I am just glad they added a code in an image you have to enter (as you have these days in blogs comments, etc.), so that nobody can mass-spam anybody.
Imagine receiving emails from, say, the ULTIMATE PHARMACY ONLINE, about Viagra – in 2023 – just to remember that Phizer went out of business some 15 years ago because some other stupid drug was invented?
And who says we even have Email in 20 years? We didn’t have it 20 years ago.
Think about it: what if someone had done a time capsule for Telex some 20-30 years ago? I can’t think of any company or person who still uses Telex Technology.
With IM and mobile messaging booming – maybe we wont have Email in 20 years? (Or just our parents – the grandparent generation – uses it. Sort of like now, where most of the handwritten letters you get are from your grandparents.

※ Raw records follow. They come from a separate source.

use std::sync::Arc;
use std::time::{Duration, Instant};

use flatwatch::Aggregator;
use flatwatch_mock::{listing, MockSource};
use flatwatch_types::SearchQuery;

fn query() -> SearchQuery {
    SearchQuery {
        city_slug: "baranovichi".into(),
        min_rooms: 1,
        max_rooms: 4,
        min_price: 0,
        max_price: 100_000,
    }
}

#[tokio::test]
async fn merges_sources_and_sorts_by_price_with_zero_last() {
    let a = Arc::new(MockSource::with_listings(
        "kufar",
        vec![
            listing("kufar_1", "Ленина 1", 55_000, 2, 45.0),
            listing("kufar_2", "Мира 3", 0, 2, 45.0),
        ],
    ));
    let b = Arc::new(MockSource::with_listings(
        "onliner",
        vec![listing("onliner_1", "Советская 9", 42_000, 3, 60.0)],
    ));
    let aggregator = Aggregator::builder()
        .with_source(a)
        .with_source(b)
        .build()
        .unwrap();

    let out = aggregator.fetch_all(&query()).await;
    let ids: Vec<&str> = out.iter().map(|l| l.id.as_str()).collect();
    assert_eq!(ids, vec!["onliner_1", "kufar_1", "kufar_2"]);
}

#[tokio::test]
async fn failing_source_does_not_poison_the_batch() {
    let good = Arc::new(MockSource::with_listings(
        "kufar",
        vec![listing("kufar_1", "Ленина 1", 50_000, 2, 45.0)],
    ));
    let bad = Arc::new(MockSource::failing("realt"));
    let aggregator = Aggregator::builder()
        .with_source(bad)
        .with_source(good)
        .build()
        .unwrap();

    let out = aggregator.fetch_all(&query()).await;
    assert_eq!(out.len(), 1);
    assert_eq!(out[0].id, "kufar_1");
}

#[tokio::test]
async fn hanging_source_is_abandoned_at_the_timeout() {
    let fast_a = Arc::new(MockSource::with_listings(
        "kufar",
        (0..30)
            .map(|i| listing(&format!("kufar_{i}"), &format!("Ленина {i}"), 40_000 + i, 2, 45.0))
            .collect(),
    ));
    let fast_b = Arc::new(MockSource::with_listings(
        "onliner",
        (0..30)
            .map(|i| listing(&format!("onliner_{i}"), &format!("Мира {i}"), 50_000 + i, 2, 45.0))
            .collect(),
    ));
    let stuck = Arc::new(MockSource::hanging("gohome", Duration::from_secs(30)));

    let aggregator = Aggregator::builder()
        .with_source(fast_a)
        .with_source(fast_b)
        .with_source(stuck)
        .per_source_timeout(Duration::from_millis(200))
        .build()
        .unwrap();

    let started = Instant::now();
    let out = aggregator.fetch_all(&query()).await;

    assert_eq!(out.len(), 60);
    assert!(started.elapsed() < Duration::from_secs(5));
}

#[tokio::test]
async fn same_id_from_two_sources_keeps_first_occurrence() {
    let a = Arc::new(MockSource::with_listings(
        "kufar",
        vec![listing("kufar_1", "Ленина 1", 50_000, 2, 45.0)],
    ));
    let b = Arc::new(MockSource::with_listings(
        "mirror",
        vec![listing("kufar_1", "Ленина 1", 51_000, 2, 45.0)],
    ));
    let aggregator = Aggregator::builder()
        .with_source(a)
        .with_source(b)
        .build()
        .unwrap();

    let out = aggregator.fetch_all(&query()).await;
    assert_eq!(out.len(), 1);
    assert_eq!(out[0].price, 50_000);
}

#[tokio::test]
async fn near_duplicates_collapse_across_portals() {
    // Same building, seller, floor, area, photos and price bucket.
    let mut first = listing("kufar_1", "Ленина 1", 50_000, 2, 45.0);
    first.photos = vec!["https://cdn/1.jpg".into()];
    let mut clone = listing("etagi_9", "Ленина 1", 50_100, 2, 45.0);
    clone.photos = vec!["https://cdn/1.jpg".into()];

    let a = Arc::new(MockSource::with_listings("kufar", vec![first]));
    let b = Arc::new(MockSource::with_listings("etagi", vec![clone]));
    let aggregator = Aggregator::builder()
        .with_source(a)
        .with_source(b)
        .build()
        .unwrap();

    let out = aggregator.fetch_all(&query()).await;
    assert_eq!(out.len(), 1);
    assert_eq!(out[0].id, "kufar_1");

    // With the pass disabled both survive.
    let a = Arc::new(MockSource::with_listings(
        "kufar",
        vec![{
            let mut l = listing("kufar_1", "Ленина 1", 50_000, 2, 45.0);
            l.photos = vec!["https://cdn/1.jpg".into()];
            l
        }],
    ));
    let b = Arc::new(MockSource::with_listings(
        "etagi",
        vec![{
            let mut l = listing("etagi_9", "Ленина 1", 50_100, 2, 45.0);
            l.photos = vec!["https://cdn/1.jpg".into()];
            l
        }],
    ));
    let aggregator = Aggregator::builder()
        .with_source(a)
        .with_source(b)
        .near_duplicate_dedup(false)
        .build()
        .unwrap();
    assert_eq!(aggregator.fetch_all(&query()).await.len(), 2);
}

#[tokio::test]
async fn builder_rejects_empty_source_list() {
    assert!(Aggregator::builder().build().is_err());
}
//! Blog content: normalized entities and the operations that fetch them.

mod blog;
mod image;
mod types;

pub use blog::Blog;
pub use image::resolve_image_url;
pub use types::{Author, Category, Pagination, Post, PostsPage};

[...] This email is one year old… By Roland … that was the subject line of an email I just received. From myself, from exactly 1 year ago! Last year exactly on the 18th of November I tested the tool by Forbes and Codefix, with which you could send emails to yourself in the futuer. I tried 1 year, 5 years, etc. up til, I think 20 years. I was doubting whether it would really work, but here is the answer for the 1 year email: Greetings from your past. In the fall of 2005, you agreed to receive this message, which has been preserved for a year in the Forbes.com E-Mail Time Capsule. For more details, visit http://www.forbes.com/capsule [...]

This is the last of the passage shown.